It’s the last Spotlight of November 2021! It’s actually a pretty good list this week, especially if you are in the market for new graphic novels! Three titles on this list have three starred reviews. New titles from Karen McManus and Jason Reynolds, too!

My top picks:

  • You’ll Be the Death of Me by Karen M. McManus (YA)
  • Living with Viola by Rosena Fung (MG)
  • Stuntboy, In the Meantime by Jason Reynolds (MG)

This week’s Spotlight titles are #2136-#2149 on The Ginormous book list.

You’ll Be the Death of Me by Karen M. McManus

Ivy, Mateo, and Cal used to be close. Now all they have in common is Carlton High and the beginning of a very bad day. Type A Ivy lost a student council election to the class clown, and now she has to face the school, humiliated. Heartthrob Mateo is burned out from working two jobs since his family’s business failed. And outsider Cal just got stood up…again.

So when the three unexpectedly run into each other, they decide to avoid their problems by ditching. Just the three of them, like old times. Except they’ve barely left the parking lot before they run out of things to say…

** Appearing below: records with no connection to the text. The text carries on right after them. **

//! Headless driver: load the data files, paint a demo scene, run the engine
//! for a fixed number of frames and report throughput.

use std::path::PathBuf;
use std::process::ExitCode;
use std::time::Instant;

use clap::Parser;
use granula_engine::{Category, ElementRegistry, Engine, Settings, EMPTY};

#[derive(Parser, Debug)]
#[command(name = "granula")]
#[command(about = "Falling-sand engine soak driver")]
struct Args {
    /// Element definitions file
    #[arg(long, default_value = "data/elements.data")]
    elements: PathBuf,

    /// Engine settings file
    #[arg(long, default_value = "data/settings.data")]
    settings: PathBuf,

    /// Frames to run before exiting
    #[arg(long, default_value = "600")]
    frames: u64,

    /// RNG seed
    #[arg(long, default_value = "12345")]
    seed: u32,

    /// Pace frames on the wall clock instead of a simulated one
    #[arg(long)]
    realtime: bool,
}

fn main() -> ExitCode {
    env_logger::init();
    let args = Args::parse();

    let settings = match Settings::from_file(&args.settings) {
        Ok(settings) => settings,
        Err(err) => {
            eprintln!("granula: {}", err);
            return ExitCode::FAILURE;
        }
    };
    let elements = match ElementRegistry::from_file(&args.elements) {
        Ok(elements) => elements,
        Err(err) => {
            eprintln!("granula: {}", err);
            return ExitCode::FAILURE;
        }
    };

    let render_interval = settings.render_interval;
    let mut engine = Engine::with_seed(settings, elements, args.seed);
    log::info!(
        "granula {}x{}, {} elements, {} frames",
        engine.width(),
        engine.height(),
        engine.elements().len(),
        args.frames
    );

    paint_demo_scene(&mut engine);
    engine.start();

    let started = Instant::now();
    for frame in 0..args.frames {
        let now_ms = if args.realtime {
            let target = frame as f64 * render_interval;
            let elapsed = started.elapsed().as_secs_f64() * 1000.0;
            if target > elapsed {
                std::thread::sleep(std::time::Duration::from_micros(
                    ((target - elapsed) * 1000.0) as u64,
                ));
            }
            started.elapsed().as_secs_f64() * 1000.0
        } else {
            frame as f64 * render_interval
        };
        engine.tick(now_ms);
    }

    let wall = started.elapsed().as_secs_f64();
    println!(
        "ran {} frames / {} physics ticks in {:.2}s ({} particles resting)",
        args.frames,
        engine.tick_count(),
        wall,
        engine.particle_count()
    );
    ExitCode::SUCCESS
}

/// Drop a mound of the first sand over a pool of the first liquid, so a soak
/// run exercises falling, displacement and equalisation.
fn paint_demo_scene(engine: &mut Engine) {
    let sand = first_of(engine.elements(), Category::Sand);
    let liquid = first_of(engine.elements(), Category::Liquid);
    let w = engine.width() as i32;
    let h = engine.height() as i32;

    if let Some(liquid) = liquid {
        for x in 0..w {
            for y in 0..h / 8 {
                engine.paint_circle(x, y, 0, liquid);
            }
        }
    }
    if let Some(sand) = sand {
        engine.paint_circle(w / 2, h / 2, (w / 10).max(2), sand);
    }
}

fn first_of(elements: &ElementRegistry, category: Category) -> Option<u16> {
    elements
        .iter()
        .find(|el| el.category == category && el.id != EMPTY)
        .map(|el| el.id)
}
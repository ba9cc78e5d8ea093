//! Shared fixtures for unit tests.

use crate::domain::registry::ElementRegistry;
use crate::domain::settings::Settings;

/// A small element table covering every category.
///
/// 10 Sand (2.0, repose 45), 11 Water (1.0), 12 Stone (immovable 5.0),
/// 13 Steam (-0.5), 14 Oil (0.8), 15 Copper (electronic, immovable),
/// 16 Smoke (0.4).
pub fn test_registry() -> ElementRegistry {
    ElementRegistry::from_data_text(TEST_ELEMENTS)
}

/// Settings for a `w` x `h` test world with a 25 ms physics step.
pub fn test_settings(w: u32, h: u32) -> Settings {
    Settings {
        width: w,
        height: h,
        ..Settings::default()
    }
}

pub const TEST_ELEMENTS: &str = "\
[10]
name: Sand
category: sands
phase: solid
base_color: #E7C678
blend_color: #D9B15C
highlight_color: #F4E3A7
is_movable: true
density: 2.0
cohesion: 2
repose_angle: 45

[11]
name: Water
category: liquids
phase: liquid
base_color: #2E66C9
blend_color: #3A79DE
highlight_color: #7FB3F2
is_movable: true
density: 1.0
cohesion: 1
repose_angle: 10

[12]
name: Stone
category: solids
phase: solid
base_color: #6E6E76
blend_color: #5B5B63
highlight_color: #8A8A93
is_movable: false
density: 5.0
cohesion: 8
repose_angle: 80

[13]
name: Steam
category: gases
phase: gas
base_color: #C9D4DE
blend_color: #B4C2CF
highlight_color: #E8EFF5
is_movable: true
density: -0.5
cohesion: 0
repose_angle: 45

[14]
name: Oil
category: liquids
phase: liquid
base_color: #4A3B2A
blend_color: #3C2F20
highlight_color: #6B543A
is_movable: true
density: 0.8
cohesion: 1
repose_angle: 10

[15]
name: Copper
category: electronics
phase: solid
base_color: #C26E3A
blend_color: #A85A2C
highlight_color: #E08B50
is_movable: false
density: 4.5
cohesion: 8
repose_angle: 80

[16]
name: Smoke
category: gases
phase: gas
base_color: #3A3A40
blend_color: #2E2E33
highlight_color: #55555C
is_movable: true
density: 0.4
cohesion: 0
repose_angle: 45
";
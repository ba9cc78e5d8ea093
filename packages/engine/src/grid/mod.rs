//! Grid - dense cell storage, neighborhood queries and the dirty set.
//!
//! Every flat index in `0..W*H` holds exactly one particle; empty cells are
//! particles of the reserved air element. Sim-space y points up; nothing in
//! here knows about image space.

mod index_set;
mod moves;
mod particle;

pub use index_set::IndexSet;
pub use particle::{Particle, DEFAULT_TEMPERATURE};

use std::sync::Arc;

use crate::domain::element::{Category, Element, ElementId, EMPTY};
use crate::domain::registry::ElementRegistry;

/// Offsets of the full 8-neighborhood.
pub const MOORE_OFFSETS: [(i32, i32); 8] = [
    (-1, -1),
    (0, -1),
    (1, -1),
    (-1, 0),
    (1, 0),
    (-1, 1),
    (0, 1),
    (1, 1),
];

pub struct Grid {
    width: i32,
    height: i32,
    cells: Vec<Particle>,
    dirty: IndexSet,
    particle_count: u32,
    elements: Arc<ElementRegistry>,
}

impl Grid {
    /// Create a grid of air cells sharing `elements`.
    pub fn new(width: u32, height: u32, elements: Arc<ElementRegistry>) -> Grid {
        let width = width as i32;
        let height = height as i32;
        let size = (width * height) as usize;

        // Air has identical base and highlight colors, so the sampling seed
        // here is inert.
        let empty = elements
            .get(EMPTY)
            .cloned()
            .unwrap_or_else(Element::empty);
        let mut seed = 1;
        let mut cells = Vec::with_capacity(size);
        for index in 0..size {
            let x = index as i32 % width.max(1);
            let y = index as i32 / width.max(1);
            cells.push(Particle::spawn(&empty, x, y, index, &mut seed));
        }

        Grid {
            width,
            height,
            cells,
            dirty: IndexSet::new(size),
            particle_count: 0,
            elements,
        }
    }

    pub fn width(&self) -> i32 {
        self.width
    }

    pub fn height(&self) -> i32 {
        self.height
    }

    pub fn size(&self) -> usize {
        self.cells.len()
    }

    /// Non-empty cells.
    pub fn particle_count(&self) -> u32 {
        self.particle_count
    }

    pub fn elements(&self) -> &ElementRegistry {
        &self.elements
    }

    pub fn elements_arc(&self) -> Arc<ElementRegistry> {
        Arc::clone(&self.elements)
    }

    #[inline]
    pub fn in_bounds(&self, x: i32, y: i32) -> bool {
        x >= 0 && x < self.width && y >= 0 && y < self.height
    }

    #[inline]
    pub fn index_of(&self, x: i32, y: i32) -> usize {
        (y * self.width + x) as usize
    }

    pub fn get(&self, x: i32, y: i32) -> Option<&Particle> {
        if self.in_bounds(x, y) {
            Some(&self.cells[self.index_of(x, y)])
        } else {
            None
        }
    }

    /// Direct slot access; `index` must be in range.
    #[inline]
    pub fn cell(&self, index: usize) -> &Particle {
        &self.cells[index]
    }

    pub(crate) fn cells(&self) -> &[Particle] {
        &self.cells
    }

    /// The particle at `(dx, dy)` relative to the particle in slot `index`.
    pub fn neighbor(&self, index: usize, dx: i32, dy: i32) -> Option<&Particle> {
        let p = self.cell(index);
        self.get(p.x + dx, p.y + dy)
    }

    /// Map `offsets` to existing neighbors, AND-filtered by category and
    /// element id when given.
    pub fn neighbors(
        &self,
        index: usize,
        offsets: &[(i32, i32)],
        category: Option<Category>,
        element: Option<ElementId>,
    ) -> Vec<&Particle> {
        offsets
            .iter()
            .filter_map(|&(dx, dy)| self.neighbor(index, dx, dy))
            .filter(|p| category.map_or(true, |c| p.category == c))
            .filter(|p| element.map_or(true, |e| p.element == e))
            .collect()
    }

    /// Add `index` to the dirty set, optionally together with its existing
    /// 8-neighborhood.
    pub fn mark_dirty(&mut self, index: usize, include_neighbors: bool) {
        debug_assert!(index < self.cells.len(), "dirty index {} out of range", index);
        if index >= self.cells.len() {
            return;
        }
        self.dirty.insert(index);
        if include_neighbors {
            let (x, y) = (self.cells[index].x, self.cells[index].y);
            for (dx, dy) in MOORE_OFFSETS {
                let (nx, ny) = (x + dx, y + dy);
                if self.in_bounds(nx, ny) {
                    self.dirty.insert(self.index_of(nx, ny));
                }
            }
        }
    }

    pub fn dirty(&self) -> &IndexSet {
        &self.dirty
    }

    pub fn clear_dirty(&mut self) {
        self.dirty.clear();
    }

    /// Rebuild the cell at (x, y) as a fresh particle of `element`. Returns
    /// false only when out of bounds; an unknown element id degrades to a
    /// no-op.
    pub fn create_at(
        &mut self,
        x: i32,
        y: i32,
        element: ElementId,
        mark_dirty: bool,
        include_neighbors: bool,
        rng: &mut u32,
    ) -> bool {
        if !self.in_bounds(x, y) {
            return false;
        }
        let index = self.index_of(x, y);
        let Some(el) = self.elements.get(element) else {
            debug_assert!(false, "create_at: unknown element {}", element);
            return false;
        };
        let was_empty = self.cells[index].is_empty();
        self.cells[index] = Particle::spawn(el, x, y, index, rng);

        if was_empty && element != EMPTY {
            self.particle_count += 1;
        } else if !was_empty && element == EMPTY {
            self.particle_count -= 1;
        }
        if mark_dirty {
            self.mark_dirty(index, include_neighbors);
        }
        true
    }

    /// Disc brush. A non-zero element paints only onto air, so strokes stack
    /// without destroying the scene; erasing (id 0) overwrites anything.
    pub fn fill_circle(&mut self, cx: i32, cy: i32, r: i32, element: ElementId, rng: &mut u32) {
        let r = r.max(0);
        let r2 = r * r;
        for dy in -r..=r {
            for dx in -r..=r {
                if dx * dx + dy * dy > r2 {
                    continue;
                }
                let (px, py) = (cx + dx, cy + dy);
                if !self.in_bounds(px, py) {
                    continue;
                }
                if element != EMPTY && !self.cells[self.index_of(px, py)].is_empty() {
                    continue;
                }
                self.create_at(px, py, element, true, true, rng);
            }
        }
    }

    /// Reset every cell to air.
    pub fn reset(&mut self) {
        let empty = self
            .elements
            .get(EMPTY)
            .cloned()
            .unwrap_or_else(Element::empty);
        let mut seed = 1;
        for index in 0..self.cells.len() {
            let (x, y) = (self.cells[index].x, self.cells[index].y);
            self.cells[index] = Particle::spawn(&empty, x, y, index, &mut seed);
        }
        self.particle_count = 0;
        self.dirty.clear();
    }
}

…until they spot another Carlton High student skipping school–and follow him to the scene of his own murder. In one chance move, their day turns from dull to deadly. And it’s about to get worse. It turns out Ivy, Mateo, and Cal still have some things in common…like a connection to the dead kid. And they’re all hiding something.

Could it be that their chance reconnection wasn’t by chance after all?

Booklist starred.

  • Genre(s): mystery
  • Recommended for: Grades 8-12
  • Themes: skipping school, former friends, murder, secrets, drug dealing, overachievers, alternating perspectives
  • Protagonist description: three friends–one girl and two boys; one boy is Puerto Rican and Polish; other two are white; all are HS seniors; one of the boys has two dads

Passport by Sophia Glock

Young Sophia has lived in so many different countries, she can barely keep count. Stationed now with her family in Central America because of her parents’ work, Sophia feels displaced as an American living abroad, when she has hardly spent any of her life in America.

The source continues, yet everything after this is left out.